Last night I sat on a bench with my daughter waiting on some take out. She desperately wanted to use my phone to occupy her mind while we waited, but I insisted that we talk instead, and boy did she take me to school.
She came along for the ride because I have the doors off of my Jeep. I know it’s not my winning personality and I’m okay with that. She likes loud music and wind in her hair, and if she can have both at the same time, she smiles. So, how could I possibly deny her the opportunity?
I’m not sure, but I would guess that her favorite thing about going to this particular restaurant is the fortune cookies. I always loved these as a kid, but as an adult, I’m a little less excited. Frankly, I think they usually taste similar to a lightly sugared piece of cardboard. I even have this practice where I don’t select the fortune cookie, just in case I don’t agree with the destiny typed out inside. I wait until everyone else has chosen their cookie, and then I take the last one. This way, I can still eat it because we all know that the prescribed premonition will come true if you eat the cookie.
She grabs a handful, one for each of the four of us. It’s going to be a bit of a wait, but you don’t want to forget dessert. As we are sitting and chatting, she accidentally drops one of them on the floor, and it breaks … tragedy.
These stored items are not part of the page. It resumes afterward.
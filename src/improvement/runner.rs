//! Improvement loop.
//!
//! # Algorithm
//!
//! Starting from a seed sequence, for a fixed number of iterations:
//!
//! 1. Swap two random positions of the current anchor (one move).
//! 2. Simulate the candidate and take its makespan.
//! 3. Keep it as the best if it beats the best so far.
//! 4. Make it the anchor if the method's acceptance rule allows.
//! 5. Shrink the threshold geometrically.

use rand::Rng;
use serde::Serialize;
use tracing::debug;

use super::neighborhood::random_swap;
use super::{ImproverConfig, SearchMethod};
use crate::error::Result;
use crate::models::{CompletionRecord, JobSet, Sequence, Time};
use crate::simulation::ShopSimulator;

/// Result of one improvement run.
#[derive(Debug, Clone, Serialize)]
pub struct ImprovementOutcome {
    /// Best sequence found (the seed if nothing beat it).
    pub best_sequence: Sequence,
    /// Makespan of `best_sequence`.
    pub best_makespan: Time,
    /// Completion record of `best_sequence`.
    pub best_record: CompletionRecord,
    /// Neighborhood moves generated.
    pub move_count: usize,
    /// Moves that replaced the anchor.
    pub accepted_moves: usize,
    /// Best makespan after each iteration.
    pub best_trace: Vec<Time>,
}

/// Random-swap improver for one shop configuration.
///
/// # Example
/// ```
/// use rand::rngs::SmallRng;
/// use rand::SeedableRng;
/// use u_shop::improvement::{Improver, SearchMethod};
/// use u_shop::models::{Job, JobId, JobSet, Sequence};
/// use u_shop::simulation::{ShopModel, ShopSimulator};
///
/// let jobs = JobSet::new(vec![
///     Job::new(1, 1.0, 0.0),
///     Job::new(2, 1.0, 0.0),
///     Job::new(3, 10.0, 0.0),
/// ]).unwrap();
/// let simulator = ShopSimulator::new(ShopModel::Parallel, 2).unwrap();
/// let seed = Sequence::new(vec![JobId(3), JobId(1), JobId(2)]);
///
/// let outcome = Improver::new(simulator, SearchMethod::LocalSearch)
///     .improve(&jobs, &seed, &mut SmallRng::seed_from_u64(1))
///     .unwrap();
/// assert!(outcome.best_makespan <= 11.0);
/// assert_eq!(outcome.move_count, 500);
/// ```
#[derive(Debug, Clone)]
pub struct Improver {
    simulator: ShopSimulator,
    method: SearchMethod,
    config: ImproverConfig,
}

impl Improver {
    /// Creates an improver with the default configuration.
    pub fn new(simulator: ShopSimulator, method: SearchMethod) -> Self {
        Self {
            simulator,
            method,
            config: ImproverConfig::default(),
        }
    }

    /// Sets the configuration.
    pub fn with_config(mut self, config: ImproverConfig) -> Self {
        self.config = config;
        self
    }

    /// Configuration in use.
    pub fn config(&self) -> &ImproverConfig {
        &self.config
    }

    /// Improves `seed`, drawing moves from `rng`.
    ///
    /// Fails with `InvalidThreshold` for an invalid configuration and with
    /// `SequenceMismatch` if `seed` is not a permutation of `jobs`.
    pub fn improve<R: Rng + ?Sized>(
        &self,
        jobs: &JobSet,
        seed: &Sequence,
        rng: &mut R,
    ) -> Result<ImprovementOutcome> {
        self.config.validate()?;
        let acceptance = self.method.acceptance();

        let best_record = self.simulator.simulate(jobs, seed)?;
        let mut outcome = ImprovementOutcome {
            best_sequence: seed.clone(),
            best_makespan: best_record.makespan(),
            best_record,
            move_count: 0,
            accepted_moves: 0,
            best_trace: Vec::with_capacity(self.config.iterations),
        };

        if seed.len() < 2 {
            debug!(jobs = seed.len(), "sequence too short for a swap move");
            return Ok(outcome);
        }

        let mut current = seed.clone();
        let mut current_makespan = outcome.best_makespan;
        let mut threshold = self.config.initial_threshold;

        for iteration in 0..self.config.iterations {
            let Some(candidate) = random_swap(&current, rng) else {
                break;
            };
            outcome.move_count += 1;

            let record = self.simulator.simulate(jobs, &candidate)?;
            let makespan = record.makespan();

            let accepted = acceptance.accepts(makespan, current_makespan, threshold);
            if makespan < outcome.best_makespan {
                debug!(iteration, makespan, "new best sequence");
                outcome.best_sequence = candidate.clone();
                outcome.best_makespan = makespan;
                outcome.best_record = record;
            }
            if accepted {
                current = candidate;
                current_makespan = makespan;
                outcome.accepted_moves += 1;
            }

            threshold *= self.config.threshold_decay;
            outcome.best_trace.push(outcome.best_makespan);
        }

        debug!(
            method = acceptance.name(),
            moves = outcome.move_count,
            accepted = outcome.accepted_moves,
            best = outcome.best_makespan,
            "improvement finished"
        );
        Ok(outcome)
    }
}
All of a sudden, this cookie is no longer a viable dessert. It’s packaged, so it didn’t get dirty. The twenty-four inches between her hand and the floor did not alter the chemical make up of the treat. It tastes the exact same. The only alteration is a small fissure exposing the little piece of paper that lays out her absolute future.
How often does this happen to us? You open up that KitKat bar and accidentally break one of the bars along the length instead of the edge. Staring at that enormous round lollipop, nearly tasting it before you open the package, but it’s spoiled when it bangs against the counter and chips before you had a chance to eat it. And the absolute worst (at least for me) is opening a package of Pepperidge Farm Cookies, Geneva of course, and finding out they have been crushed by the milk on the ride home. Just thinking about it makes me die a little inside.
Why? That was my question for the little lady whose face had gone long looking at the fortune cookie sitting on the floor. “Don’t you think it will taste the same?” I asked. She replied, “Of course, but the experience will be different.” Yes, it will.
How many times have we set up an idea in our mind that things will work out a specific way, and we have inserted disappointment before we have even had the chance to have the experience we were planning? The experience will taste just as good, just a little different. This only becomes more important, the sweeter the experience. Man, I do this to myself all the freakin’ time.
Looking at my cute little life coach with dumbfounded realization, she giggles, picks up the cookie, and goes back to telling me about the kids on the playground. The cookie was eaten later that evening. The fortune was told and forgotten, and the experience was still as sweet.